The Supreme Court lifted its seven-year stay on a proposal to introduce African cheetahs from Namibia into the Indian habitat on an experimental basis. The plan was to revive the Indian cheetah population.
Asiatic cheetahs in India
- In 1947, Maharaja Ramanuj Pratap Singh of Deoghar of Koriya, Chhattisgarh — who was infamous for shooting over 1,150 tigers — reportedly killed the last known Asiatic cheetah in India.
- In that year, a few miles from Ramgarh village in the state, the Maharaja killed three of the animals — brothers — during a night drive.
- After that, the Maharaja’s kin continued to report the presence of a few stragglers in the forests of Surguja district, including a pregnant female, up until the late 1960s.
- Some more unconfirmed sightings were reported in 1951 and 1952, from the Orissa-Andhra Pradesh border and Chittoor district.
- The latter sighting is generally accepted to be the final credible sighting of a cheetah in India. In 1952, the cheetah was officially declared extinct from India.
- There are very few Asiatic cheetahs left in the world and therefore we could not get them from anywhere. Moreover, under the guidelines of International Union for Conservation of Nature (IUCN), foreign species cannot be introduced.
- DNA tests of the African Cheetah from Namibia have found that the species’ DNA is 89 per cent similar to the Asiatic Cheetah.
- Former prime minister Indira Gandhi had signed an agreement with Iran to exchange Asiatic lions for Asiatic cheetahs in the late 1970s. At the time, there were around 250 Asiatic cheetahs in Iran.
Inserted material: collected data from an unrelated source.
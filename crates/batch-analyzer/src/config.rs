//! Worker configuration from environment variables and AWS Secrets Manager

use std::env;
use std::str::FromStr;
use std::time::Duration;

use aws_sdk_secretsmanager::Client as SecretsClient;
use tracing::info;

use crate::analyzer::AnalysisLimits;
use crate::engine::{EngineCommand, EngineTimeouts};
use crate::error::WorkerError;

const DEFAULT_ENGINE_PATH: &str = "/usr/local/bin/stockfish";

/// Batch processing and queue polling knobs
#[derive(Clone, Debug)]
pub struct PipelineSettings {
    /// Workers per batch; `None` means one per CPU
    pub workers: Option<usize>,
    pub limits: AnalysisLimits,
    /// Per-job deadline
    pub job_timeout: Duration,
    /// Hard backstop beyond the job deadline for teardown
    pub teardown_grace: Duration,
    /// Queue visibility window; must outlast job timeout plus grace
    pub visibility_timeout: Duration,
    pub max_messages: i32,
    pub wait_time: Duration,
    /// Consecutive empty polls before exiting (0 = never)
    pub max_empty_receives: u32,
}

impl Default for PipelineSettings {
    fn default() -> Self {
        Self {
            workers: None,
            limits: AnalysisLimits::default(),
            job_timeout: Duration::from_secs(120),
            teardown_grace: Duration::from_secs(15),
            visibility_timeout: Duration::from_secs(180),
            max_messages: 5,
            wait_time: Duration::from_secs(20),
            max_empty_receives: 0,
        }
    }
}

impl PipelineSettings {
    pub fn validate(&self) -> Result<(), WorkerError> {
        if self.visibility_timeout <= self.job_timeout + self.teardown_grace {
            return Err(WorkerError::Config(format!(
                "visibility timeout ({}s) must exceed job timeout ({}s) plus teardown grace ({}s)",
                self.visibility_timeout.as_secs(),
                self.job_timeout.as_secs(),
                self.teardown_grace.as_secs()
            )));
        }
        if !(1..=10).contains(&self.max_messages) {
            return Err(WorkerError::Config(format!(
                "SQS_MAX_MESSAGES must be between 1 and 10, got {}",
                self.max_messages
            )));
        }
        if self.limits.move_limit == 0 {
            return Err(WorkerError::Config("ENGINE_NUMBER_OF_MOVES must be positive".into()));
        }
        if self.workers == Some(0) {
            return Err(WorkerError::Config("WORKERS must be positive".into()));
        }
        Ok(())
    }
}

#[derive(Clone, Debug)]
pub struct WorkerConfig {
    /// Database connection URL (fetched from Secrets Manager in prod)
    pub database_url: String,

    /// SQS queue URL for batch jobs
    pub sqs_queue_url: String,

    /// Custom SQS endpoint URL (for LocalStack)
    pub sqs_endpoint_url: Option<String>,

    /// Engine binary and arguments
    pub engine: EngineCommand,

    pub engine_timeouts: EngineTimeouts,

    pub pipeline: PipelineSettings,

    /// Bootstrap tables at startup
    pub run_migrations: bool,
}

impl WorkerConfig {
    /// Load configuration from environment variables.
    /// In production, fetches DATABASE_URL from AWS Secrets Manager.
    pub async fn load() -> Result<Self, WorkerError> {
        let var = |name: &str| env::var(name).ok();

        // Determine database URL
        let database_url = if var("LOCAL_DEV").is_some() {
            // Local development: use DATABASE_URL directly
            info!("Local dev mode: using DATABASE_URL from environment");
            var("DATABASE_URL")
                .ok_or_else(|| WorkerError::Config("DATABASE_URL not set (LOCAL_DEV mode)".into()))?
        } else {
            // Production: fetch from Secrets Manager
            let secret_arn = var("DB_SECRET_ARN")
                .ok_or_else(|| WorkerError::Config("DB_SECRET_ARN not set".into()))?;

            info!(secret_arn = %secret_arn, "Fetching database URL from Secrets Manager");
            fetch_database_url_from_secrets(&secret_arn).await?
        };

        Self::from_vars(var, database_url)
    }

    fn from_vars(
        var: impl Fn(&str) -> Option<String>,
        database_url: String,
    ) -> Result<Self, WorkerError> {
        let sqs_queue_url = var("SQS_QUEUE_URL")
            .or_else(|| var("QUEUE_URL"))
            .ok_or_else(|| WorkerError::Config("SQS_QUEUE_URL not set".into()))?;

        let sqs_endpoint_url = var("SQS_ENDPOINT_URL").filter(|v| !v.is_empty());

        let program = var("ENGINE_PATH")
            .or_else(|| var("STOCKFISH_PATH"))
            .unwrap_or_else(|| DEFAULT_ENGINE_PATH.to_string());
        let args = var("ENGINE_ARGS")
            .map(|v| v.split_whitespace().map(String::from).collect())
            .unwrap_or_default();

        let startup = Duration::from_secs(parse_var(&var, "ENGINE_STARTUP_TIMEOUT_SECS", 10)?);
        let engine_timeouts = EngineTimeouts {
            startup,
            ready: startup,
            stop_grace: Duration::from_millis(parse_var(&var, "ENGINE_STOP_GRACE_MS", 500)?),
        };

        let workers = var("WORKERS")
            .map(|v| {
                v.parse::<usize>()
                    .map_err(|_| WorkerError::Config(format!("WORKERS is not a number: '{v}'")))
            })
            .transpose()?;

        let pipeline = PipelineSettings {
            workers,
            limits: AnalysisLimits {
                move_limit: parse_var(&var, "ENGINE_NUMBER_OF_MOVES", 40)?,
                position_timeout: Duration::from_millis(parse_var(
                    &var,
                    "ENGINE_POSITION_TIMEOUT_MS",
                    2000,
                )?),
            },
            job_timeout: Duration::from_secs(parse_var(&var, "JOB_TIMEOUT_SECS", 120)?),
            teardown_grace: Duration::from_secs(parse_var(&var, "JOB_TEARDOWN_GRACE_SECS", 15)?),
            visibility_timeout: Duration::from_secs(parse_var(&var, "VISIBILITY_TIMEOUT_SECS", 180)?),
            max_messages: parse_var(&var, "SQS_MAX_MESSAGES", 5)?,
            wait_time: Duration::from_secs(parse_var(&var, "SQS_WAIT_TIME_SECS", 20)?),
            max_empty_receives: parse_var(&var, "MAX_EMPTY_RECEIVES", 0)?,
        };
        pipeline.validate()?;

        Ok(Self {
            database_url,
            sqs_queue_url,
            sqs_endpoint_url,
            engine: EngineCommand { program, args },
            engine_timeouts,
            pipeline,
            run_migrations: var("RUN_MIGRATIONS").is_some_and(|v| v != "0" && v != "false"),
        })
    }
}

fn parse_var<T: FromStr>(
    var: &impl Fn(&str) -> Option<String>,
    name: &str,
    default: T,
) -> Result<T, WorkerError> {
    match var(name) {
        Some(raw) => raw
            .trim()
            .parse()
            .map_err(|_| WorkerError::Config(format!("{name} has an invalid value: '{raw}'"))),
        None => Ok(default),
    }
}

/// Fetch database URL from AWS Secrets Manager
async fn fetch_database_url_from_secrets(secret_arn: &str) -> Result<String, WorkerError> {
    let config = aws_config::load_defaults(aws_config::BehaviorVersion::latest()).await;
    let client = SecretsClient::new(&config);

    let response = client
        .get_secret_value()
        .secret_id(secret_arn)
        .send()
        .await
        .map_err(|e| WorkerError::SecretsManager(e.to_string()))?;

    let secret_string = response
        .secret_string()
        .ok_or_else(|| WorkerError::SecretsManager("Secret has no string value".into()))?;

    database_url_from_secret(secret_string)
}

/// The secret is either a plain connection string or a JSON object with
/// the URL or its parts.
fn database_url_from_secret(secret_string: &str) -> Result<String, WorkerError> {
    if secret_string.starts_with("postgresql://") || secret_string.starts_with("postgres://") {
        return Ok(secret_string.to_string());
    }

    let secret: serde_json::Value = serde_json::from_str(secret_string)
        .map_err(|e| WorkerError::SecretsManager(format!("Failed to parse secret JSON: {e}")))?;

    if let Some(url) = secret.get("url").or(secret.get("DATABASE_URL")) {
        return url
            .as_str()
            .map(String::from)
            .ok_or_else(|| WorkerError::SecretsManager("Database URL is not a string".into()));
    }

    let field = |name: &str| {
        secret
            .get(name)
            .and_then(|v| v.as_str())
            .ok_or_else(|| WorkerError::SecretsManager(format!("Missing '{name}' in secret")))
    };
    let host = field("host")?;
    let username = field("username")?;
    let password = field("password")?;
    let database = field("dbname").or_else(|_| field("database"))?;
    let port = secret.get("port").and_then(|v| v.as_u64()).unwrap_or(5432);

    Ok(format!("postgresql://{username}:{password}@{host}:{port}/{database}"))
}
Now, there are only around 28.
African cheetah and Asiatic cheetah
- Before Namibia, India had approached Iran for Asiatic cheetahs, but had been refused.
- The Asiatic cheetah is classified as a “critically endangered” species by the IUCN Red List, and is believed to survive only in Iran.
- From 400 in the 1990s, their numbers are estimated to have plummetted to 50-70 today, because of poaching, hunting of their main prey (gazelles) and encroachment on their habitat.
- ‘Critically endangered’ means that the species faces an extremely high risk of extinction in the wild.
Why does NTCA want to reintroduce cheetahs?
- A section of conservationists has long advocated the reintroduction of the species in the country.
- Reintroductions of large carnivores have increasingly been recognised as a strategy to conserve threatened species and restore ecosystem functions.
- The cheetah is the only large carnivore that has been extirpated, mainly by over-hunting in India in historical times.
- India now has the economic ability to consider restoring its lost natural heritage for ethical as well as ecological reasons.
Why was the project halted?
- The court was also worried whether the African cheetahs would find the sanctuary a favourable clime as far as abundance of prey is concerned.
- Those who challenged the plan argued that the habitat of cheetahs needed to support a genetically viable population.
Supreme court views
- The court has now asked NTCA to conduct a survey to find a new site for the re-introduction to reassess the potential of Kuno-Palpur Wildlife Sanctuary and also see if there are any sites which might prove to be better. The court has asked NTCA to submit reports every four months.
- Every effort should be taken to ensure that they adapt to the Indian conditions.
- The committee would help, advice and monitor the NTCA on these issues. The action of the introduction of the animal would be left to the NTCA’s discretion.